WORK TASK: Filter the listing below, please, and copy only the lines with the word "TaskSchedule".

DATA RECORDS:
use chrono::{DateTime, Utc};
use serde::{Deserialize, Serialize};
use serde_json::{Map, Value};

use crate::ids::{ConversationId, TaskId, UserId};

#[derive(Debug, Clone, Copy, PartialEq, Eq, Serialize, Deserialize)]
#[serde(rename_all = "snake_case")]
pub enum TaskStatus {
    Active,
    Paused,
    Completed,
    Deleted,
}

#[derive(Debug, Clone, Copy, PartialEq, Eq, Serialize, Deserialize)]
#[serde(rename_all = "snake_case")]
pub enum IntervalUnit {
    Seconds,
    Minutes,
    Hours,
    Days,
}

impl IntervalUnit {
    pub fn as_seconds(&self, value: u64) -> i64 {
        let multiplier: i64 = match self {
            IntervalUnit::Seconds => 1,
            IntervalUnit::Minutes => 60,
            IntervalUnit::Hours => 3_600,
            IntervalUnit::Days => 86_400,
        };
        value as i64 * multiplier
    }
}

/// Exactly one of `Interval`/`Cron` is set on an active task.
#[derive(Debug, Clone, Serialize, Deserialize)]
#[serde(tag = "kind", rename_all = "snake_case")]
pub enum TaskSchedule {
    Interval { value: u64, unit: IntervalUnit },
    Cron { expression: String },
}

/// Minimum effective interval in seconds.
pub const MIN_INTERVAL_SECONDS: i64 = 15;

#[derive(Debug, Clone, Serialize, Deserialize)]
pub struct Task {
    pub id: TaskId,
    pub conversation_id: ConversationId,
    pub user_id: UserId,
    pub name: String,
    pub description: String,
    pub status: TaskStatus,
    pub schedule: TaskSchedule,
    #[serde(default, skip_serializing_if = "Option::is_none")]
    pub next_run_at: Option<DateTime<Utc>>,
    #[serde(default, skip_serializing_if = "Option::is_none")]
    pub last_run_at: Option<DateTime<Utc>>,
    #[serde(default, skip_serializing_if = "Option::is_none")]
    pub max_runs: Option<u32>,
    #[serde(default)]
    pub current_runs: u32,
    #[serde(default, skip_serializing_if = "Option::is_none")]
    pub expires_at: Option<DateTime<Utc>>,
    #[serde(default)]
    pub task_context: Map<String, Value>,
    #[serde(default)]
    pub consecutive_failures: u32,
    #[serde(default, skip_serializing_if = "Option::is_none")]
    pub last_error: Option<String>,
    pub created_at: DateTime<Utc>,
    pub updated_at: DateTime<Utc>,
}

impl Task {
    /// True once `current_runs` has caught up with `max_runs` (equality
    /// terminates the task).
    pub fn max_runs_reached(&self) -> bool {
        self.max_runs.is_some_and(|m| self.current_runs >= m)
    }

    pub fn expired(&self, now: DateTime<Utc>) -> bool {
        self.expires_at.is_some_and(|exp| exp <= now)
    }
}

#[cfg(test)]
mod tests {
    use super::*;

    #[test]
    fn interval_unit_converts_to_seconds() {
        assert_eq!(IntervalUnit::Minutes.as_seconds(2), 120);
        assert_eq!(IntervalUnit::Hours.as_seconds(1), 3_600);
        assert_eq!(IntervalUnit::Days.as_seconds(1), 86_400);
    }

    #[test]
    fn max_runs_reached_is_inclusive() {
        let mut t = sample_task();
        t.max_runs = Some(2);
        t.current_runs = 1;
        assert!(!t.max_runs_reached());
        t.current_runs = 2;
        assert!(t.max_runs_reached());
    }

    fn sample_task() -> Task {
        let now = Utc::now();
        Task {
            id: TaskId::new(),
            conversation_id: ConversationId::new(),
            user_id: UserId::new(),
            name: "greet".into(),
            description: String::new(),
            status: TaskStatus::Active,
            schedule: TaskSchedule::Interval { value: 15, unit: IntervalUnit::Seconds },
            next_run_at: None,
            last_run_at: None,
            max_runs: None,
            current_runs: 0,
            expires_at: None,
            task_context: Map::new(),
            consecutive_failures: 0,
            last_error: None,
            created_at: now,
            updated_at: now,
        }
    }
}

--

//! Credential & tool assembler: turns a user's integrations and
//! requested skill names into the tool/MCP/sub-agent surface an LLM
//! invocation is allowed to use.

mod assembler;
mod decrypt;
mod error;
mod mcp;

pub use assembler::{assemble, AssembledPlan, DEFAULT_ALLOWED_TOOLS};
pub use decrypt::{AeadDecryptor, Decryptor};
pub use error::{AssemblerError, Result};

COMPLETED EXERCISE:
pub enum TaskSchedule {
    pub schedule: TaskSchedule,
            schedule: TaskSchedule::Interval { value: 15, unit: IntervalUnit::Seconds },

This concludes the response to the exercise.